■ Task objective ■
Your answer should be an exact copy of the lines from the start of the entries to the line containing "kept when repainting", both included.

[[ Records supplied open ]]

//! Client for the DashScope (Bailian) generation platform.
//!
//! The core is [`AsyncTaskClient`]: submit a [`TaskRequest`], poll its
//! [`TaskHandle`] until it reaches a terminal state, get the [`TaskOutput`].
//! The synchronous endpoints ([`speech`], [`qwen_image`]), pre-signed
//! [`upload`]s and [`media`] persistence share its [`Connection`].

pub mod client;
pub mod config;
pub mod error;
pub mod media;
pub mod polling;
pub mod preflight;
pub mod qwen_image;
pub mod request;
pub mod speech;
pub mod task;
pub mod upload;

pub use client::{AsyncTaskClient, Connection};
pub use config::Config;
pub use error::{ApiError, Error, Result, TransportError};
pub use polling::{Cadence, TaskBackend, TaskFamily};
pub use request::{Operation, Size, TaskRequest};
pub use task::{Asset, TaskHandle, TaskOutput, TaskResult};
use serde::Serialize;

use super::check_url;
use crate::{Result, error::ensure_arg};

/// Which signal of the source video is kept when repainting
#[derive(Debug, Clone, Copy, PartialEq, Eq, Serialize, clap::ValueEnum, strum::Display)]
#[serde(rename_all = "lowercase")]
#[strum(serialize_all = "lowercase")]
pub enum ControlCondition {
    /// Body pose and facial expression
    Posebodyface,
    /// Body pose only
    Posebody,
    Depth,
    /// Line art
    Scribble,
}

#[derive(Debug, Clone, PartialEq)]
pub struct VideoRepainting {
    pub video_url: String,
    pub control_condition: ControlCondition,
}

impl VideoRepainting {
    pub(super) fn validate(&self) -> Result<()> {
        check_url("video_url", &self.video_url)
    }
}

/// Local edit; white areas of the mask get regenerated.
#[derive(Debug, Clone, PartialEq)]
pub struct VideoEdit {
    pub video_url: String,
    pub mask_url: Option<String>,
}

impl VideoEdit {
    pub(super) fn validate(&self) -> Result<()> {
        check_url("video_url", &self.video_url)?;
        if let Some(mask) = &self.mask_url {
            check_url("mask_url", mask)?;
        }
        Ok(())
    }
}

#[derive(Debug, Clone, PartialEq)]
pub struct VideoExtension {
    pub first_frame_image: String,
    /// Seconds
    pub duration: Option<u32>,
}

impl VideoExtension {
    pub(super) fn validate(&self) -> Result<()> {
        check_url("first_frame_image", &self.first_frame_image)?;
        if let Some(duration) = self.duration {
            ensure_arg!(duration > 0, "duration must be at least 1 second");
        }
        Ok(())
    }
}

#[derive(Debug, Clone, PartialEq)]
pub struct VideoExpansion {
    pub video_url: String,
    /// 1.5 grows the frame by half in each direction.
    pub expansion_ratio: Option<f32>,
}

impl VideoExpansion {
    pub(super) fn validate(&self) -> Result<()> {
        check_url("video_url", &self.video_url)?;
        if let Some(ratio) = self.expansion_ratio {
            ensure_arg!(
                ratio.is_finite() && ratio > 1.0,
                "expansion_ratio must be greater than 1.0, got {ratio}"
            );
        }
        Ok(())
    }
}
//! Environment checks run before any generation: credential present, media
//! tools installed.

use std::{fmt, io::ErrorKind};

use log::{debug, warn};
use tokio::process::Command;

use crate::config::API_KEY_VAR;

pub const TOOLS: &[&str] = &["ffmpeg", "ffprobe"];

const MISSING_KEY_HINT: &str = indoc::indoc! {"
    Get an API key from the Model Studio console and export it before running:
        export DASHSCOPE_API_KEY=sk-...
"};

/// Hides all but the first 8 and last 4 characters of a key. Keys of 12
/// characters or fewer are hidden entirely.
pub fn mask_key(key: &str) -> String {
    let chars: Vec<char> = key.chars().collect();
    if chars.len() <= 12 {
        return "*".repeat(chars.len());
    }
    let head: String = chars[..8].iter().collect();
    let tail: String = chars[chars.len() - 4..].iter().collect();
    format!("{head}{}{tail}", "*".repeat(chars.len() - 12))
}

#[derive(Debug, Clone, PartialEq, Eq)]
pub enum Outcome {
    Ok(String),
    Missing(String),
}

impl Outcome {
    pub fn is_ok(&self) -> bool {
        matches!(self, Self::Ok(_))
    }
}

#[derive(Debug, Clone, PartialEq, Eq)]
pub struct Check {
    pub name: String,
    pub outcome: Outcome,
}

#[derive(Debug, Clone, PartialEq, Eq, Default)]
pub struct Report {
    pub checks: Vec<Check>,
}

impl Report {
    pub fn ready(&self) -> bool {
        self.checks.iter().all(|check| check.outcome.is_ok())
    }
}

impl fmt::Display for Report {
    fn fmt(&self, f: &mut fmt::Formatter<'_>) -> fmt::Result {
        for check in &self.checks {
            let (mark, detail) = match &check.outcome {
                Outcome::Ok(detail) => ("ok", detail),
                Outcome::Missing(detail) => ("MISSING", detail),
            };
            writeln!(f, "[{mark:>7}] {}: {detail}", check.name)?;
        }
        Ok(())
    }
}

pub fn check_api_key(value: Option<&str>) -> Check {
    let outcome = match value.map(str::trim).filter(|v| !v.is_empty()) {
        Some(key) => Outcome::Ok(mask_key(key)),
        None => Outcome::Missing(format!("{API_KEY_VAR} is not set\n{MISSING_KEY_HINT}")),
    };
    Check {
        name: API_KEY_VAR.to_string(),
        outcome,
    }
}

/// Runs `<tool> -version` and reports the first line of its output.
pub async fn check_tool(tool: &str) -> Check {
    let outcome = match Command::new(tool).arg("-version").output().await {
        Ok(out) if out.status.success() => {
            let stdout = String::from_utf8_lossy(&out.stdout);
            Outcome::Ok(stdout.lines().next().unwrap_or_default().trim().to_string())
        }
        Ok(out) => Outcome::Missing(format!("`{tool} -version` exited with {}", out.status)),
        Err(e) if e.kind() == ErrorKind::NotFound => {
            Outcome::Missing(format!("{tool} not found in PATH"))
        }
        Err(e) => Outcome::Missing(format!("couldn't run {tool}: {e}")),
    };
    debug!("{tool}: {outcome:?}");
    Check {
        name: tool.to_string(),
        outcome,
    }
}

pub async fn run() -> Report {
    let key = std::env::var(API_KEY_VAR).ok();
    let mut checks = vec![check_api_key(key.as_deref())];
    for tool in TOOLS {
        checks.push(check_tool(tool).await);
    }
    let report = Report { checks };
    if !report.ready() {
        warn!("Preflight failed:\n{report}");
    }
    report
}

[[ Records supplied closed ]]

■ Solution to this exercise ■
//! Client for the DashScope (Bailian) generation platform.
//!
//! The core is [`AsyncTaskClient`]: submit a [`TaskRequest`], poll its
//! [`TaskHandle`] until it reaches a terminal state, get the [`TaskOutput`].
//! The synchronous endpoints ([`speech`], [`qwen_image`]), pre-signed
//! [`upload`]s and [`media`] persistence share its [`Connection`].

pub mod client;
pub mod config;
pub mod error;
pub mod media;
pub mod polling;
pub mod preflight;
pub mod qwen_image;
pub mod request;
pub mod speech;
pub mod task;
pub mod upload;

pub use client::{AsyncTaskClient, Connection};
pub use config::Config;
pub use error::{ApiError, Error, Result, TransportError};
pub use polling::{Cadence, TaskBackend, TaskFamily};
pub use request::{Operation, Size, TaskRequest};
pub use task::{Asset, TaskHandle, TaskOutput, TaskResult};
use serde::Serialize;

use super::check_url;
use crate::{Result, error::ensure_arg};

/// Which signal of the source video is kept when repainting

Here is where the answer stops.